Really, when she was first appointed, I was optimistic. But I’ve lost that optimism.

Last week, Secretary Spellings spoke at a meeting of the National Advisory Committee on Institutional Quality and Integrity (NACIQI). Reading through the transcript, I was struck by how deeply conflicted and fundamentally screwed up Spellings’s vision of education is. Surprised by how poorly thought out her positions were, I looked into her background, and discovered what felt so familiar about her mistakes: she has never taught. People with limited or no teaching experience frequently say things that make sense on the sound-bite level, but are fraught with contradiction upon closer inspection.

Like this:

All of us know that our higher education system is in a period of transformation. Where a college degree was once a sign of privilege, it’s now all but a prerequisite for opportunity. As a result, our postsecondary system is now called upon to serve a larger, more diverse group of people with diverse and ever-changing needs who are entering into an ever-changing labor market. […] As higher education changes, so must our accreditation system. Instead of only looking at process, we must work to emphasize results.

How do you reconcile crass credentialism with an emphasis on “results?” On the one hand, Spellings acknowledges college’s history of classism. On the other, she concludes that the triumph of credentialism necessitates egalitarianism. This is some train wreck of a syllogism: credentialism intrinsically opposes the egalitarian ideals Spellings cites in highlighting the need for education to “serve a larger, more diverse group of people with diverse and ever-changing needs who are entering into an ever-changing labor market.”
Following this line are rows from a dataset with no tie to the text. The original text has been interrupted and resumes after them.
//! The four feature controllers behind one dispatch surface.

use crate::backend::BackendClient;
use crate::dashboards::{
    DashboardController, DashboardUpdate, Feature, LearningPathDashboard, LearningPathRequest,
    RetentionDashboard, RetentionRequest, ScheduleRequest, SchedulingDashboard,
    SentimentAnalysisRequest, SentimentDashboard,
};
use crate::model::{RunStatus, SyncConfig};
use anyhow::{bail, Result};
use tokio::sync::watch;

/// Request inputs shared by every dashboard, taken from the command line.
#[derive(Debug, Clone)]
pub(crate) struct RequestParams {
    pub date_range: String,
    pub locations: Vec<String>,
    pub departments: Vec<String>,
    pub constraints: Vec<String>,
    pub employee_id: Option<String>,
    pub department: Option<String>,
}

impl RequestParams {
    fn schedule(&self) -> ScheduleRequest {
        ScheduleRequest {
            date_range: self.date_range.clone(),
            locations: self.locations.clone(),
            departments: self.departments.clone(),
            constraints: self.constraints.clone(),
        }
    }

    fn retention(&self) -> RetentionRequest {
        RetentionRequest {
            employee_id: self.employee_id.clone(),
            department: self.department.clone(),
        }
    }

    fn learning_path(&self) -> Result<LearningPathRequest> {
        let Some(employee_id) = self.employee_id.clone() else {
            bail!("learning paths need an employee (--employee-id)");
        };
        Ok(LearningPathRequest {
            employee_id,
            career_goals: serde_json::Map::new(),
        })
    }

    fn sentiment(&self) -> Result<SentimentAnalysisRequest> {
        match self.department.as_ref().or(self.departments.first()) {
            Some(dept) => Ok(SentimentAnalysisRequest::for_department(dept.clone())),
            None => bail!("sentiment analysis needs a department (--department)"),
        }
    }
}

pub(crate) struct Dashboards {
    params: RequestParams,
    scheduling: DashboardController<SchedulingDashboard>,
    retention: DashboardController<RetentionDashboard>,
    learning: DashboardController<LearningPathDashboard>,
    sentiment: DashboardController<SentimentDashboard>,
}

impl Dashboards {
    pub fn new(client: BackendClient, cfg: SyncConfig, params: RequestParams) -> Self {
        Self {
            params,
            scheduling: DashboardController::new(client.clone(), cfg.clone()),
            retention: DashboardController::new(client.clone(), cfg.clone()),
            learning: DashboardController::new(client.clone(), cfg.clone()),
            sentiment: DashboardController::new(client, cfg),
        }
    }

    /// Start a run for `feature`. `Ok(None)` means one is already in flight.
    pub fn start(&mut self, feature: Feature) -> Result<Option<u64>> {
        let run_id = match feature {
            Feature::Scheduling => self.scheduling.start(self.params.schedule()),
            Feature::Retention => self.retention.start(self.params.retention()),
            Feature::LearningPath => {
                let req = self.params.learning_path()?;
                self.learning.start(req)
            }
            Feature::Sentiment => {
                let req = self.params.sentiment()?;
                self.sentiment.start(req)
            }
        };
        if run_id.is_none() {
            tracing::debug!(%feature, "run already in flight; start ignored");
        }
        Ok(run_id)
    }

    pub fn cancel(&mut self, feature: Feature) {
        match feature {
            Feature::Scheduling => self.scheduling.cancel(),
            Feature::Retention => self.retention.cancel(),
            Feature::LearningPath => self.learning.cancel(),
            Feature::Sentiment => self.sentiment.cancel(),
        }
    }

    pub fn cancel_all(&mut self) {
        for feature in Feature::ALL {
            if self.status(feature).phase.is_in_flight() {
                self.cancel(feature);
            }
        }
    }

    pub fn status(&self, feature: Feature) -> RunStatus {
        match feature {
            Feature::Scheduling => self.scheduling.status(),
            Feature::Retention => self.retention.status(),
            Feature::LearningPath => self.learning.status(),
            Feature::Sentiment => self.sentiment.status(),
        }
    }

    /// Number of committed results held for `feature`.
    pub fn stored(&self, feature: Feature) -> usize {
        match feature {
            Feature::Scheduling => self.scheduling.slots().len(),
            Feature::Retention => self.retention.slots().len(),
            Feature::LearningPath => self.learning.slots().len(),
            Feature::Sentiment => self.sentiment.slots().len(),
        }
    }

    pub fn subscribe(&self, feature: Feature) -> watch::Receiver<RunStatus> {
        match feature {
            Feature::Scheduling => self.scheduling.subscribe(),
            Feature::Retention => self.retention.subscribe(),
            Feature::LearningPath => self.learning.subscribe(),
            Feature::Sentiment => self.sentiment.subscribe(),
        }
    }

    /// Wait for the next committed or failed run on any dashboard and file it into its slot.
    pub async fn next_update(&mut self) -> Option<DashboardUpdate> {
        loop {
            let update = tokio::select! {
                Some(o) = self.scheduling.next_outcome() => self.scheduling.apply(o),
                Some(o) = self.retention.next_outcome() => self.retention.apply(o),
                Some(o) = self.learning.next_outcome() => self.learning.apply(o),
                Some(o) = self.sentiment.next_outcome() => self.sentiment.apply(o),
                else => return None,
            };
            if let Some(DashboardUpdate::Committed { feature, slot, .. }) = &update {
                tracing::info!(%feature, %slot, stored = self.stored(*feature), "result committed");
            }
            if update.is_some() {
                return update;
            }
        }
    }
}

#[cfg(test)]
mod tests {
    use super::*;
    use std::time::Duration;

    fn params() -> RequestParams {
        RequestParams {
            date_range: "2024-01-01 to 2024-01-07".into(),
            locations: vec!["Store 1".into()],
            departments: vec!["Sales Floor".into(), "Electronics".into()],
            constraints: vec!["min_rest_hours".into()],
            employee_id: None,
            department: None,
        }
    }

    fn dashboards(params: RequestParams) -> Dashboards {
        let client = BackendClient::new("http://127.0.0.1:9", Duration::from_secs(1)).unwrap();
        Dashboards::new(client, SyncConfig::default(), params)
    }

    #[test]
    fn sentiment_falls_back_to_first_department() {
        let req = params().sentiment().unwrap();
        assert_eq!(req.department, "Sales Floor");

        let mut p = params();
        p.department = Some("Electronics".into());
        assert_eq!(p.sentiment().unwrap().department, "Electronics");

        p.department = None;
        p.departments.clear();
        assert!(p.sentiment().is_err());
    }

    #[test]
    fn learning_path_requires_employee() {
        assert!(params().learning_path().is_err());
        let mut p = params();
        p.employee_id = Some("emp_1a2b3c4d".into());
        assert_eq!(p.learning_path().unwrap().employee_id, "emp_1a2b3c4d");
    }

    #[tokio::test(start_paused = true)]
    async fn dashboards_run_independently() {
        let mut d = dashboards(params());
        assert!(d.start(Feature::Scheduling).unwrap().is_some());
        assert!(d.start(Feature::Scheduling).unwrap().is_none());
        assert!(d.start(Feature::Retention).unwrap().is_some());
        assert!(d.start(Feature::LearningPath).is_err());

        d.cancel(Feature::Scheduling);
        assert!(!d.status(Feature::Scheduling).phase.is_in_flight());
        assert!(d.status(Feature::Retention).phase.is_in_flight());

        d.cancel_all();
        for feature in Feature::ALL {
            assert!(!d.status(feature).phase.is_in_flight());
            assert_eq!(d.stored(feature), 0);
        }
    }
}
And then to call for a focus on results, instead of process? Spellings’s claim is that we can make the process of giving credentials more meaningful by requiring they more closely couple to the results of one’s education. All the hoodoo goes on in those few words: “requiring they more closely couple.” And therein lies the “assessment debate,” which frankly, I find difficult to engage without bringing along with me a slew of philosophical baggage that needs to be handled, first.

Setting that aside,

We are the only independent gatekeepers in the accrediting system. Without us, the process would be organized and governed by the same people it’s meant to evaluate. […] We do not expect medical or financial professionals to do their work without independent oversight.

This is plainly false. Both doctors and lawyers are examples of self-regulating bodies. The American Medical Association (AMA) is full of doctors; bar associations are full of lawyers and judges. I’m not suggesting that we should use our health and legal systems as models; however, it is valuable to point out that self-regulation is possible. Thinking in terms of gatekeepers and independent assessment creates top-down solutions characteristic of bureaucracy. In an industry plagued by complaints of administrative lethargy, I can’t imagine that the right step to take is to introduce reforms requiring even more bureaucracy.

Students rely on us to oversee issues from student outcomes to student lending. […] on behalf of consumers, be they students, families, or institutions, we have the right and the responsibility to ask for more and better information. […] In any enterprise, informed consumers can make smarter choices. The more knowledge students have, the easier it is to find the school that suits their needs. And the easier it is for taxpayers to see what their investments yield.

We rely on you implicitly and ignorantly! One of the most frustrating and frightening tendencies of a ballooning government is to obfuscate under the protection of self-righteousness. Bureaucracies are rarely malicious; it is their good intentions that lead them so far astray. Rather than concluding that a position as a public servant entails license to act on our behalf (as you see fit), it should conservatively entail the obligation to act on our behalf. I think a better first step would be to make the role the government plays in higher education transparent. I am far more concerned about the freedom and flexibility accorded colleges than potentially fraudulent accrediting bodies.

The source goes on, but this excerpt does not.